Review of CD: Cuba Music and Revolution – Culture clash in Havana Cuba: Experiments in Latin Music 1975-85 Vol 1
Compilation by Gilles Peterson & Stuart Baker, Soul Jazz Records 2021, 2 CD set
This excellent Soul Jazz compilation album spells out how music was central to the creative explosion that took place in Cuba following the 1959 revolution. Put together by Gilles Peterson and Stuart Baker, it features some of the great Cuban artists who flourished in the 1970s and 1980s – Irakere, Pablo Milanés, Los Van Van and Conjunto Rumbavana, alongside others who remain relatively unknown outside Cuba. The 2 CD set is an accompaniment to their stunning 250-page book of original Cuban album cover art from 1959 to 1990.

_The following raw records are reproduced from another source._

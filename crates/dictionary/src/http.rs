use async_trait::async_trait;
use reqwest::Url;

#[derive(Debug, thiserror::Error)]
pub enum FetchError {
    #[error("network error: {0}")]
    Network(#[from] reqwest::Error),

    #[error("unexpected status {0}")]
    Status(u16),
}

/// The outbound HTTP capability the dictionary is built on.
///
/// Implementations return the response body of a successful (2xx) GET and
/// report everything else as a [`FetchError`].
#[async_trait]
pub trait HttpClient: Send + Sync {
    async fn get(&self, url: &Url) -> Result<String, FetchError>;
}

/// [`HttpClient`] backed by a shared `reqwest::Client`.
#[derive(Debug, Clone, Default)]
pub struct ReqwestClient {
    client: reqwest::Client,
}

impl ReqwestClient {
    pub fn new(client: reqwest::Client) -> Self {
        Self { client }
    }
}

#[async_trait]
impl HttpClient for ReqwestClient {
    async fn get(&self, url: &Url) -> Result<String, FetchError> {
        let res = self.client.get(url.clone()).send().await?;
        let status = res.status();
        if !status.is_success() {
            return Err(FetchError::Status(status.as_u16()));
        }
        Ok(res.text().await?)
    }
}
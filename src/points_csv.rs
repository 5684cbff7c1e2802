//! CSV persistence for one tile's point correspondences.
//!
//! # File format
//!
//! ```text
//! LeftImage: OPT/tile_0_0.png
//! RightImage: SAR/tile_0_0.png
//! --------------------------------------------------
//! ID,LeftX,LeftY,RightX,RightY
//! 1,10,10,12,11
//! ```
//!
//! The preamble rows are free-form; loading scans for the first record whose
//! first field is exactly `ID` and treats everything after it as data. Data
//! records with fewer than five fields are skipped silently (forward
//! compatible with extra columns), but a non-integer coordinate fails the
//! whole load so partial point sets are never applied.

use std::path::Path;

use thiserror::Error;

use crate::correspondence::{CorrespondenceStore, Point};

/// Separator row written between the image labels and the column header.
const SEPARATOR: &str = "--------------------------------------------------";

/// Errors from CSV save/load operations.
#[derive(Error, Debug)]
pub enum CsvError {
    /// I/O error during file operations
    #[error("IO error: {0}")]
    Io(#[from] std::io::Error),

    /// CSV reading or writing error
    #[error("CSV error: {0}")]
    Csv(#[from] csv::Error),

    /// Left/right point counts differ; the file would be unbalanced
    #[error("point count mismatch: {left} left vs {right} right")]
    CountMismatch {
        /// Points on the left side
        left: usize,
        /// Points on the right side
        right: usize,
    },

    /// A coordinate field failed to parse as an integer
    #[error("invalid coordinate '{value}' in record {record}")]
    Parse {
        /// 1-based data record number
        record: usize,
        /// The offending field content
        value: String,
    },
}

/// Write a store's completed pairs to `path`.
///
/// IDs are renumbered 1..N positionally at write time. Fails with
/// [`CsvError::CountMismatch`] when the sides are unbalanced, before touching
/// the filesystem.
pub fn save(
    path: &Path,
    left_label: &str,
    right_label: &str,
    store: &CorrespondenceStore,
) -> Result<(), CsvError> {
    let left = store.left_points().len();
    let right = store.right_points().len();
    if left != right {
        return Err(CsvError::CountMismatch { left, right });
    }

    let mut writer = csv::WriterBuilder::new().flexible(true).from_path(path)?;

    writer.write_record([format!("LeftImage: {left_label}")])?;
    writer.write_record([format!("RightImage: {right_label}")])?;
    writer.write_record([SEPARATOR])?;
    writer.write_record(["ID", "LeftX", "LeftY", "RightX", "RightY"])?;

    for pair in store.pairs() {
        writer.write_record([
            pair.id.to_string(),
            pair.left.x.to_string(),
            pair.left.y.to_string(),
            pair.right.x.to_string(),
            pair.right.y.to_string(),
        ])?;
    }

    writer.flush()?;
    log::info!("Saved {} pairs to {:?}", store.pair_count(), path);
    Ok(())
}

/// Read point pairs back from `path`.
///
/// All-or-nothing: any parse failure returns an error and no points.
pub fn load(path: &Path) -> Result<Vec<(Point, Point)>, CsvError> {
    let mut reader = csv::ReaderBuilder::new()
        .has_headers(false)
        .flexible(true)
        .from_path(path)?;

    let mut pairs = Vec::new();
    let mut in_data = false;
    let mut record_no = 0usize;

    for record in reader.records() {
        let record = record?;
        if !in_data {
            in_data = record.get(0) == Some("ID");
            continue;
        }

        record_no += 1;
        if record.len() < 5 {
            log::warn!(
                "Skipping short record {} in {:?} ({} fields)",
                record_no,
                path,
                record.len()
            );
            continue;
        }

        // Field 0 is the positional ID; it is recomputed on save, so only
        // the four coordinates matter here.
        let mut coords = [0i32; 4];
        for (slot, field) in coords.iter_mut().zip(record.iter().skip(1).take(4)) {
            *slot = field.trim().parse().map_err(|_| CsvError::Parse {
                record: record_no,
                value: field.to_string(),
            })?;
        }

        pairs.push((
            Point::new(coords[0], coords[1]),
            Point::new(coords[2], coords[3]),
        ));
    }

    log::info!("Loaded {} pairs from {:?}", pairs.len(), path);
    Ok(pairs)
}

#[cfg(test)]
mod tests {
    use super::*;
    use tempfile::TempDir;

    fn sample_store() -> CorrespondenceStore {
        let mut store = CorrespondenceStore::new();
        store.add_left(Point::new(10, 10)).unwrap();
        store.add_right(Point::new(12, 11)).unwrap();
        store.add_left(Point::new(200, 300)).unwrap();
        store.add_right(Point::new(205, 298)).unwrap();
        store
    }

    #[test]
    fn test_save_layout() {
        let dir = TempDir::new().unwrap();
        let path = dir.path().join("tile_0_0_points.csv");

        save(&path, "OPT/tile_0_0.png", "SAR/tile_0_0.png", &sample_store()).unwrap();

        let content = std::fs::read_to_string(&path).unwrap();
        let lines: Vec<&str> = content.lines().collect();
        assert_eq!(lines[0], "LeftImage: OPT/tile_0_0.png");
        assert_eq!(lines[1], "RightImage: SAR/tile_0_0.png");
        assert_eq!(lines[2], SEPARATOR);
        assert_eq!(lines[3], "ID,LeftX,LeftY,RightX,RightY");
        assert_eq!(lines[4], "1,10,10,12,11");
        assert_eq!(lines[5], "2,200,300,205,298");
    }

    #[test]
    fn test_roundtrip_preserves_points_and_order() {
        let dir = TempDir::new().unwrap();
        let path = dir.path().join("points.csv");
        let store = sample_store();

        save(&path, "OPT/a.png", "SAR/a.png", &store).unwrap();
        let pairs = load(&path).unwrap();

        let expected: Vec<(Point, Point)> = store
            .left_points()
            .iter()
            .copied()
            .zip(store.right_points().iter().copied())
            .collect();
        assert_eq!(pairs, expected);
    }

    #[test]
    fn test_save_unbalanced_writes_nothing() {
        let dir = TempDir::new().unwrap();
        let path = dir.path().join("points.csv");

        let mut store = sample_store();
        store.add_left(Point::new(1, 1)).unwrap();

        let err = save(&path, "OPT/a.png", "SAR/a.png", &store).unwrap_err();
        assert!(matches!(
            err,
            CsvError::CountMismatch { left: 3, right: 2 }
        ));
        assert!(!path.exists());
    }

    #[test]
    fn test_load_skips_short_records() {
        let dir = TempDir::new().unwrap();
        let path = dir.path().join("points.csv");
        std::fs::write(&path, "ID,LeftX,LeftY,RightX,RightY\n1,10,10\n").unwrap();

        let pairs = load(&path).unwrap();
        assert!(pairs.is_empty());
    }

    #[test]
    fn test_load_tolerates_extra_columns() {
        let dir = TempDir::new().unwrap();
        let path = dir.path().join("points.csv");
        std::fs::write(
            &path,
            "ID,LeftX,LeftY,RightX,RightY\n1,10,20,30,40,extra\n",
        )
        .unwrap();

        let pairs = load(&path).unwrap();
        assert_eq!(pairs, vec![(Point::new(10, 20), Point::new(30, 40))]);
    }

    #[test]
    fn test_load_bad_coordinate_fails_whole_load() {
        let dir = TempDir::new().unwrap();
        let path = dir.path().join("points.csv");
        std::fs::write(
            &path,
            "ID,LeftX,LeftY,RightX,RightY\n1,10,20,30,40\n2,10,oops,30,40\n",
        )
        .unwrap();

        let err = load(&path).unwrap_err();
        assert!(matches!(err, CsvError::Parse { record: 2, .. }));
    }

    #[test]
    fn test_load_without_header_yields_nothing() {
        let dir = TempDir::new().unwrap();
        let path = dir.path().join("points.csv");
        std::fs::write(&path, "1,10,20,30,40\n2,11,21,31,41\n").unwrap();

        // No ID header row means no data section.
        let pairs = load(&path).unwrap();
        assert!(pairs.is_empty());
    }

    #[test]
    fn test_delete_then_save_renumbers_ids() {
        let dir = TempDir::new().unwrap();
        let path = dir.path().join("points.csv");

        let mut store = sample_store();
        store.add_left(Point::new(5, 5)).unwrap();
        store.add_right(Point::new(6, 6)).unwrap();
        store.delete_at(0).unwrap();

        save(&path, "OPT/a.png", "SAR/a.png", &store).unwrap();
        let content = std::fs::read_to_string(&path).unwrap();
        let data: Vec<&str> = content.lines().skip(4).collect();
        assert_eq!(data, vec!["1,200,300,205,298", "2,5,5,6,6"]);
    }
}
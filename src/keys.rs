//! Keyboard surface mapping.
//!
//! The host UI translates raw key events into [`Key`] + [`Modifiers`] and
//! asks the bindings which session action, if any, the press maps to.

use crate::session::SessionAction;

/// Keys the core cares about.
#[derive(Debug, Clone, Copy, PartialEq, Eq)]
pub enum Key {
    ArrowLeft,
    ArrowRight,
    S,
    Z,
}

/// Modifier state accompanying a key press.
#[derive(Debug, Clone, Copy, PartialEq, Eq, Default)]
pub struct Modifiers {
    pub ctrl: bool,
}

impl Modifiers {
    pub const NONE: Modifiers = Modifiers { ctrl: false };
    pub const CTRL: Modifiers = Modifiers { ctrl: true };
}

/// Keybinding configuration for the annotation surface.
#[derive(Debug, Clone)]
pub struct KeyBindings {
    /// Key for navigating to the next tile
    pub next_tile: (Key, Modifiers),
    /// Key for navigating to the previous tile
    pub prev_tile: (Key, Modifiers),
    /// Key for saving the current annotation set
    pub save: (Key, Modifiers),
    /// Key for undoing the last point
    pub undo: (Key, Modifiers),
}

impl Default for KeyBindings {
    fn default() -> Self {
        Self {
            next_tile: (Key::ArrowRight, Modifiers::NONE),
            prev_tile: (Key::ArrowLeft, Modifiers::NONE),
            save: (Key::S, Modifiers::CTRL),
            undo: (Key::Z, Modifiers::CTRL),
        }
    }
}

impl KeyBindings {
    pub fn new() -> Self {
        Self::default()
    }

    /// Get the session action that corresponds to a key press, if any.
    pub fn action_for_key(&self, key: Key, modifiers: Modifiers) -> Option<SessionAction> {
        let pressed = (key, modifiers);
        if pressed == self.next_tile {
            Some(SessionAction::NextTile)
        } else if pressed == self.prev_tile {
            Some(SessionAction::PrevTile)
        } else if pressed == self.save {
            Some(SessionAction::Save)
        } else if pressed == self.undo {
            Some(SessionAction::Undo)
        } else {
            None
        }
    }
}
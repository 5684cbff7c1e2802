//! Configuration file support.
//!
//! Persists operator preferences (zoom step, last-used directories, log
//! verbosity) as JSON in the platform configuration directory so a session
//! can resume where the previous one left off.

use std::path::{Path, PathBuf};

use serde::{Deserialize, Serialize};

/// Current configuration file format version.
/// Increment this when making breaking changes to the config format.
pub const CONFIG_VERSION: u32 = 1;

const CONFIG_FILE: &str = "tiepoint.json";

/// Log level setting for the application.
#[derive(Debug, Clone, Copy, PartialEq, Eq, Serialize, Deserialize, Default)]
#[serde(rename_all = "lowercase")]
pub enum LogLevel {
    Error,
    Warn,
    #[default]
    Info,
    Debug,
    Trace,
}

impl LogLevel {
    /// Convert to log crate's LevelFilter.
    pub fn to_level_filter(self) -> log::LevelFilter {
        match self {
            LogLevel::Error => log::LevelFilter::Error,
            LogLevel::Warn => log::LevelFilter::Warn,
            LogLevel::Info => log::LevelFilter::Info,
            LogLevel::Debug => log::LevelFilter::Debug,
            LogLevel::Trace => log::LevelFilter::Trace,
        }
    }
}

/// Application configuration that survives restarts.
#[derive(Debug, Clone, Serialize, Deserialize)]
pub struct AppConfig {
    /// Version of the configuration file format
    pub version: u32,

    /// User preferences
    #[serde(default)]
    pub preferences: UserPreferences,
}

impl Default for AppConfig {
    fn default() -> Self {
        Self {
            version: CONFIG_VERSION,
            preferences: UserPreferences::default(),
        }
    }
}

/// User preferences section of the config.
#[derive(Debug, Clone, Serialize, Deserialize)]
pub struct UserPreferences {
    /// Multiplier applied per zoom-in wheel step (zoom-out uses its inverse)
    #[serde(default = "default_zoom_step")]
    pub zoom_step: f32,

    /// Log verbosity level
    #[serde(default)]
    pub log_level: LogLevel,

    /// Last-used optical source directory
    #[serde(default)]
    pub optical_dir: Option<PathBuf>,

    /// Last-used radar source directory
    #[serde(default)]
    pub radar_dir: Option<PathBuf>,

    /// Last-used annotation save directory
    #[serde(default)]
    pub save_dir: Option<PathBuf>,
}

fn default_zoom_step() -> f32 {
    1.25
}

impl Default for UserPreferences {
    fn default() -> Self {
        Self {
            zoom_step: default_zoom_step(),
            log_level: LogLevel::default(),
            optical_dir: None,
            radar_dir: None,
            save_dir: None,
        }
    }
}

impl AppConfig {
    /// Default config file location under the platform config directory.
    pub fn default_path() -> Option<PathBuf> {
        dirs::config_dir().map(|dir| dir.join("tiepoint").join(CONFIG_FILE))
    }

    /// Load a config from a file, falling back to defaults when it does not
    /// exist yet.
    pub fn load(path: &Path) -> std::io::Result<Self> {
        if !path.exists() {
            return Ok(Self::default());
        }
        let json = std::fs::read_to_string(path)?;
        let config: Self = serde_json::from_str(&json)
            .map_err(|e| std::io::Error::new(std::io::ErrorKind::InvalidData, e))?;

        if config.version != CONFIG_VERSION {
            log::warn!(
                "Config version mismatch: expected {}, got {}",
                CONFIG_VERSION,
                config.version
            );
        }
        Ok(config)
    }

    /// Save the config, creating parent directories as needed.
    pub fn save(&self, path: &Path) -> std::io::Result<()> {
        if let Some(parent) = path.parent() {
            std::fs::create_dir_all(parent)?;
        }
        let json = serde_json::to_string_pretty(self)
            .map_err(|e| std::io::Error::new(std::io::ErrorKind::InvalidData, e))?;
        std::fs::write(path, json)
    }
}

They have hit a rich seam with this project. The CD features 23 brilliant, danceable tracks from the early ‘70s onwards, and the accompanying booklet has an essay by Baker which places the music and design firmly in a political context showing how, through this fresh approach, Cuba was searching for a new post-colonial and radically modern cultural identity.
Despite the sometimes-contradictory political argument, the music shines through, and there is not a single wasted moment. Along with the sumptuous images of 1970s and ‘80s cover art, the CD features the seamless mix of African roots, jazz and funk that the peerless Chucho Valdés and his dazzling musicians combined to form Irakere, Juan Formell and Los Van Van’s irrepressible dance rhythms and lyrics which reflected and celebrated Cuban street life, and the sonic innovations of the Grupo de Experimentación Sonora based at ICAIC which gave rise not only to the beautiful film music and compositions of the guitarist Leo Brouwer but was also a springboard for the success of singer poets Pablo Milanés, Silvio Rodríguez and Sara González.
Those searching for lesser-known artists of the era will not be disappointed. The album is charged with electrifying tracks by artists such as Grupo Monumental, Los Reyes 73, Las D’Aida and Emiliano Salvador, all of which bring the cutting-edge of ‘70s Cuban dance music.
Los Van Van and Pablo Milanés provide standout tracks, in company with the masterly ‘Juana 1600’ by Irakere – a rare studio version of the opening number of their late ‘70s live set which would always leave audiences stunned by their world class musicality.
Despite the omission of groundbreaking music from the period 1960 -1970, this album succeeds on so many levels. Very rarely does a CD unite such a strong political thread with great dance music, and this exemplary project clearly shows how during the ‘60s, ‘70s and ‘80s revolutionary Cuba led the way, providing some of the most popular, profound, and exhilarating music and design anywhere in the world.